MAHKEMESİ:Aile Mahkemesi
SAYISI : 2019/195 E., 2023/260 K.
KARAR : Kabul
Taraflar arasındaki katılma alacağı davasından dolayı bozma sonrası yapılan yargılama sonunda, Mahkemece davanın kabulüne karar verilmiştir.
Mahkeme kararı davalı erkek vekili tarafından temyiz edilmekle; kesinlik, süre, temyiz şartı ve diğer usul eksiklikleri yönünden yapılan ön inceleme sonucunda, temyiz dilekçesinin kabulüne karar verildikten ve Tetkik Hâkimi tarafından hazırlanan rapor dinlendikten sonra dosyadaki belgeler incelenip gereği düşünüldü:
I. DAVA
1. Davacı kadın vekili dava dilekçesinde; davalı adına evlilik birliği içinde alınan 581 ada 396 parsel sayılı taşınmazın davalı tarafından katılma alacağını azaltma kastıyla önce davalının babası ...'a, davalının babası tarafından da komşusu Murat'a devredildiğini belirterek, fazlaya ilişkin hakları saklı kalmak kaydıyla katılma alacağının tahsilini talep ve dava etmiştir.

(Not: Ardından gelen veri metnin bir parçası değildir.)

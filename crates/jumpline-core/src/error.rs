//! Error types shared across the crate.
//!
//! Most failure paths in this crate are recovered locally (a region is not painted, a lookup
//! falls back to "no selection"). The types here cover contract violations that the caller is
//! expected to handle.

use crate::buffer::{BufferId, FileRef};
use thiserror::Error;

/// Errors produced by text buffers and anchor creation.
#[derive(Debug, Clone, PartialEq, Eq, Error)]
pub enum BufferError {
    /// An offset lies outside the buffer.
    #[error("offset {offset} is out of bounds (buffer length {len})")]
    OffsetOutOfBounds {
        /// Requested character offset.
        offset: usize,
        /// Buffer length in characters.
        len: usize,
    },

    /// A range is inverted or extends past the end of the buffer.
    #[error("invalid range {start}..{end} (buffer length {len})")]
    InvalidRange {
        /// Inclusive start character offset.
        start: usize,
        /// Exclusive end character offset.
        end: usize,
        /// Buffer length in characters.
        len: usize,
    },

    /// The buffer contents could not be read.
    #[error("buffer {0:?} is unreadable: {1}")]
    Unreadable(BufferId, String),
}

/// Errors returned when a highlight cannot be created.
#[derive(Debug, Clone, PartialEq, Eq, Error)]
pub enum HighlightError {
    /// The requested offsets could not be anchored in the buffer.
    #[error("bad highlight location: {0}")]
    BadLocation(#[from] BufferError),

    /// The anchors belong to a different buffer than the engine.
    #[error("anchor belongs to buffer {anchor:?}, engine paints buffer {engine:?}")]
    ForeignAnchor {
        /// Buffer the anchor was created in.
        anchor: BufferId,
        /// Buffer the engine is bound to.
        engine: BufferId,
    },

    /// A single-instance highlight is still shown in another buffer and must be cleared there.
    #[error("highlight is still shown in buffer {0:?}")]
    ShownElsewhere(BufferId),
}

/// A rendering surface failed to map offsets to the view.
#[derive(Debug, Clone, PartialEq, Eq, Error)]
pub enum PaintError {
    /// The offsets are not (or no longer) mappable to view coordinates.
    #[error("cannot map offsets {start}..{end} to view coordinates")]
    Unmappable {
        /// Inclusive start character offset.
        start: usize,
        /// Exclusive end character offset.
        end: usize,
    },
}

/// Errors from the document collection.
#[derive(Debug, Clone, PartialEq, Eq, Error)]
pub enum WorkspaceError {
    /// A buffer for this file is already open.
    #[error("file already open: {0}")]
    FileAlreadyOpen(FileRef),

    /// A buffer id was not found.
    #[error("buffer not found: {0:?}")]
    BufferNotFound(BufferId),
}

/// Errors returned by the navigation controller.
#[derive(Debug, Clone, PartialEq, Eq, Error)]
pub enum NavError {
    /// A display index was outside `0..len`.
    #[error("result index {index} out of range (have {len} results)")]
    IndexOutOfRange {
        /// Requested display index.
        index: usize,
        /// Number of results in the index.
        len: usize,
    },

    /// Stepping backward requires a current selection.
    #[error("no result is selected")]
    NothingSelected,

    /// The first result is selected; there is nothing before it.
    #[error("already at the first result")]
    AtFirstResult,

    /// The host could not open or activate the file a result lives in.
    #[error("cannot open {file}: {message}")]
    FileOpen {
        /// File that failed to open.
        file: FileRef,
        /// Host-provided reason.
        message: String,
    },

    /// A document collection operation failed.
    #[error(transparent)]
    Workspace(#[from] WorkspaceError),
}

/// Errors produced while loading configuration.
#[derive(Debug, Error)]
pub enum ConfigError {
    /// The configuration text is not valid TOML (or has the wrong shape).
    #[error("TOML parse error: {0}")]
    Toml(#[from] toml::de::Error),

    /// Reading the configuration file failed.
    #[error("I/O error: {0}")]
    Io(#[from] std::io::Error),

    /// A color value is not a `#rrggbb` / `#rrggbbaa` hex string.
    #[error("invalid color '{0}'")]
    InvalidColor(String),
}
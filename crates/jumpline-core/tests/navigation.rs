mod common;

use common::Editor;
use jumpline_core::{
    ControlState, DerivedResult, FileRef, NavError, NavigationController, NavigationEvent,
    PainterCategory, ResultLabels, ResultListPane, StyleRegistry,
};
use pretty_assertions::assert_eq;
use std::sync::{Arc, Mutex};

const A_TEXT: &str = "class A {\n  int a;\n  int b;\n}\n";
const B_TEXT: &str = "class B {\n  int c;\n}\n";

fn a() -> FileRef {
    FileRef::new("A.java")
}

fn b() -> FileRef {
    FileRef::new("B.java")
}

/// Display order: 0 = unlocated, 1 = A line 1, 2 = A line 2, 3 = B line 1.
fn results() -> Vec<DerivedResult> {
    vec![
        DerivedResult::error("A: missing b").in_file(a()).at(2, 2),
        DerivedResult::warning("B: unused c").in_file(b()).at(1, 2),
        DerivedResult::error("build failed"),
        DerivedResult::error("A: missing a").in_file(a()).at(1, 2),
    ]
}

fn setup() -> (Editor, NavigationController) {
    let mut editor = Editor::new();
    editor.open("A.java", A_TEXT);
    editor.open("B.java", B_TEXT);
    let list = ResultListPane::new(editor.docs.allocate_id(), None);
    let mut nav = NavigationController::new(
        list,
        Arc::new(StyleRegistry::default()),
        ResultLabels::default(),
    );
    nav.set_results(&mut editor, results());
    (editor, nav)
}

fn result_ranges(editor: &Editor, path: &str) -> Vec<std::ops::Range<usize>> {
    editor
        .engine(path)
        .regions()
        .iter()
        .filter(|r| r.painter().category == PainterCategory::Result)
        .map(|r| r.range())
        .collect()
}

#[test]
fn test_display_order_and_header() {
    let (_, nav) = setup();
    let messages: Vec<_> = nav.index().iter().map(|r| r.message.as_str()).collect();
    assert_eq!(
        messages,
        vec!["build failed", "A: missing a", "A: missing b", "B: unused c"]
    );
    assert_eq!(
        nav.controls(),
        &ControlState {
            next_enabled: true,
            previous_enabled: false,
            header: "3 errors and 1 warning found:".to_string(),
        }
    );
    assert!(nav.list().text().starts_with("3 errors and 1 warning found:\n"));
    assert_eq!(nav.list().len(), 4);
}

#[test]
fn test_select_item_jumps_and_highlights() {
    let (mut editor, mut nav) = setup();
    nav.select_item(&mut editor, 1).unwrap();

    assert_eq!(editor.carets, vec![(a(), 12)]);
    assert_eq!(editor.scrolls, vec![(a(), 12..21)]);
    // Spans up to the next result in the same file.
    assert_eq!(result_ranges(&editor, "A.java"), vec![12..21]);
    assert_eq!(nav.list().highlighted_item(), Some(1));
    assert_eq!(editor.list_scrolls, vec![nav.list().item_range(1).unwrap()]);

    nav.select_item(&mut editor, 2).unwrap();
    // The last result of a file spans to the end of the buffer.
    assert_eq!(result_ranges(&editor, "A.java"), vec![21..30]);
}

#[test]
fn test_selection_round_trips_through_caret() {
    let (mut editor, mut nav) = setup();
    for display in [1, 2] {
        nav.select_item(&mut editor, display).unwrap();
        let (_, caret) = editor.carets.last().cloned().unwrap();
        nav.select_nothing(&mut editor);
        assert_eq!(nav.on_caret_moved(&mut editor, caret), Some(display));
    }
}

#[test]
fn test_caret_moves_on_one_line_update_once() {
    let (mut editor, mut nav) = setup();

    assert_eq!(nav.on_caret_moved(&mut editor, 14), Some(1));
    let handle = editor.engine("A.java").regions()[0].handle();
    assert_eq!(editor.list_scrolls.len(), 1);
    // Caret-driven selection never moves the caret or scrolls the document.
    assert!(editor.carets.is_empty());
    assert!(editor.scrolls.is_empty());

    for caret in [15, 16, 17, 12] {
        assert_eq!(nav.on_caret_moved(&mut editor, caret), Some(1));
    }
    assert_eq!(editor.list_scrolls.len(), 1);
    assert_eq!(editor.engine("A.java").regions()[0].handle(), handle);
    assert_eq!(editor.engine("A.java").len(), 1);

    // The class line has no result.
    assert_eq!(nav.on_caret_moved(&mut editor, 3), None);
    assert!(editor.engine("A.java").is_empty());
    assert_eq!(nav.list().highlighted_item(), None);
}

#[test]
fn test_switching_selection_keeps_one_result_highlight() {
    let (mut editor, mut nav) = setup();

    nav.select_item(&mut editor, 2).unwrap();
    let first = editor.engine("A.java").regions()[0].handle();
    assert_eq!(editor.engine("A.java").count_of(PainterCategory::Result), 1);

    nav.select_item(&mut editor, 1).unwrap();
    let engine = editor.engine("A.java");
    assert_eq!(engine.count_of(PainterCategory::Result), 1);
    assert!(engine.region(first).is_none());
    assert_eq!(nav.list().engine().len(), 1);
}

#[test]
fn test_jump_into_inactive_file_waits_for_switch() {
    let (mut editor, mut nav) = setup();
    nav.select_item(&mut editor, 1).unwrap();
    editor.carets.clear();

    nav.select_item(&mut editor, 3).unwrap();
    assert_eq!(editor.switch_requests, vec![b()]);
    assert_eq!(nav.pending_switch(), Some(&b()));
    assert_eq!(nav.selected(), Some(3));
    assert!(editor.carets.is_empty());
    assert!(editor.engine("A.java").is_empty());

    // Caret events from the old editor are ignored mid-switch.
    assert_eq!(nav.on_caret_moved(&mut editor, 14), Some(3));

    editor.activate("B.java");
    assert!(!nav.on_switch_completed(&mut editor, &a()));
    assert!(nav.on_switch_completed(&mut editor, &b()));
    assert_eq!(nav.pending_switch(), None);
    assert_eq!(editor.carets, vec![(b(), 12)]);
    assert_eq!(result_ranges(&editor, "B.java"), vec![12..21]);
}

#[test]
fn test_unopenable_file_keeps_list_selection() {
    let (mut editor, mut nav) = setup();
    editor.unopenable.push(b());
    nav.select_item(&mut editor, 1).unwrap();

    nav.select_item(&mut editor, 3).unwrap();
    assert_eq!(nav.selected(), Some(3));
    assert_eq!(nav.list().highlighted_item(), Some(3));
    assert_eq!(nav.pending_switch(), None);
    assert!(editor.engine("A.java").is_empty());
    assert!(editor.engine("B.java").is_empty());
}

#[test]
fn test_failed_switch_report_clears_pending_jump() {
    let (mut editor, mut nav) = setup();
    nav.select_item(&mut editor, 3).unwrap();
    nav.on_switch_failed(&b(), "deleted on disk");

    assert_eq!(nav.pending_switch(), None);
    assert_eq!(nav.selected(), Some(3));
    editor.activate("B.java");
    assert!(!nav.on_switch_completed(&mut editor, &b()));
    assert!(editor.carets.is_empty());
}

#[test]
fn test_unlocated_result_only_highlights_list() {
    let (mut editor, mut nav) = setup();
    nav.select_item(&mut editor, 0).unwrap();

    assert_eq!(nav.list().highlighted_item(), Some(0));
    assert!(editor.carets.is_empty());
    assert!(editor.switch_requests.is_empty());
    assert!(editor.engine("A.java").is_empty());
}

#[test]
fn test_stepping() {
    let (mut editor, mut nav) = setup();
    assert_eq!(nav.previous(&mut editor), Err(NavError::NothingSelected));
    assert_eq!(nav.next(&mut editor), Ok(0));
    assert_eq!(nav.previous(&mut editor), Err(NavError::AtFirstResult));
    assert_eq!(nav.next(&mut editor), Ok(1));
    assert_eq!(nav.next(&mut editor), Ok(2));
    assert!(nav.can_step_forward());
    assert_eq!(nav.previous(&mut editor), Ok(1));

    nav.select_item(&mut editor, 3).unwrap();
    assert!(!nav.can_step_forward());
    assert_eq!(
        nav.next(&mut editor),
        Err(NavError::IndexOutOfRange { index: 4, len: 4 })
    );
    assert_eq!(
        nav.select_item(&mut editor, 9),
        Err(NavError::IndexOutOfRange { index: 9, len: 4 })
    );
    assert_eq!(nav.selected(), Some(3));
}

#[test]
fn test_click_in_list_selects_item() {
    let (mut editor, mut nav) = setup();
    let range = nav.list().item_range(2).unwrap();

    assert_eq!(nav.select_list_offset(&mut editor, range.start + 3), Some(2));
    assert_eq!(nav.selected(), Some(2));
    assert_eq!(editor.carets, vec![(a(), 21)]);
    assert_eq!(nav.select_list_offset(&mut editor, 0), None);
}

#[test]
fn test_jump_follows_edits_made_after_indexing() {
    let (mut editor, mut nav) = setup();
    let id = editor.docs.buffer_for_file(&a()).unwrap();
    editor
        .docs
        .buffer_mut(id)
        .unwrap()
        .insert(0, "import x;\n")
        .unwrap();

    nav.select_item(&mut editor, 2).unwrap();
    assert_eq!(editor.carets, vec![(a(), 31)]);
}

#[test]
fn test_results_for_files_opened_later() {
    let mut editor = Editor::new();
    editor.open("A.java", A_TEXT);
    let list = ResultListPane::new(editor.docs.allocate_id(), None);
    let mut nav = NavigationController::new(
        list,
        Arc::new(StyleRegistry::default()),
        ResultLabels::default(),
    );
    nav.set_results(
        &mut editor,
        vec![DerivedResult::error("C: bad").in_file(FileRef::new("C.java")).at(1, 0)],
    );
    assert!(nav.index().anchor(0).is_none());

    nav.select_item(&mut editor, 0).unwrap();
    editor.open("C.java", "line0\nline1\n");
    editor.activate("C.java");
    assert!(nav.on_switch_completed(&mut editor, &FileRef::new("C.java")));

    assert_eq!(editor.carets, vec![(FileRef::new("C.java"), 6)]);
    assert_eq!(nav.index().anchor(0).map(|a| a.offset()), Some(6));
    assert_eq!(result_ranges(&editor, "C.java"), vec![6..12]);
}

#[test]
fn test_events_report_changes_only() {
    let (mut editor, mut nav) = setup();
    let events = Arc::new(Mutex::new(Vec::new()));
    let sink = Arc::clone(&events);
    nav.subscribe(move |event| sink.lock().unwrap().push(event.clone()));

    nav.next(&mut editor).unwrap();
    nav.next(&mut editor).unwrap();
    nav.select_nothing(&mut editor);
    nav.select_nothing(&mut editor);

    let header = "3 errors and 1 warning found:".to_string();
    assert_eq!(
        *events.lock().unwrap(),
        vec![
            NavigationEvent::SelectionChanged(Some(0)),
            NavigationEvent::SelectionChanged(Some(1)),
            NavigationEvent::ControlsChanged(ControlState {
                next_enabled: true,
                previous_enabled: true,
                header: header.clone(),
            }),
            NavigationEvent::SelectionChanged(None),
            NavigationEvent::ControlsChanged(ControlState {
                next_enabled: true,
                previous_enabled: false,
                header,
            }),
        ]
    );
}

2. Davacı kadın vekili 19.10.2015 dilekçesinde; taşınmazın parsel numarasında maddî hata yapıldığını, taşınmazın 581 ada 518 parsel sayılı taşınmaz olduğunu açıklamıştır.
3. Davacı kadın vekili 05.12.20222 tarihli dilekçesinde; talep miktarını toplam 413.200,00 TL'ye yükseltmiştir.
II. CEVAP
1. Davalı erkek vekili cevap dilekçesinde; zamanaşımın dolduğunu, müvekkili adına 581 ada 396 parsel sayılı taşınmaz bulunmadığını, evlilik birliği içinde edinilen ve mal rejimine tabi bir mal bulunmadığını belirterek, davanın reddini savunmuştur.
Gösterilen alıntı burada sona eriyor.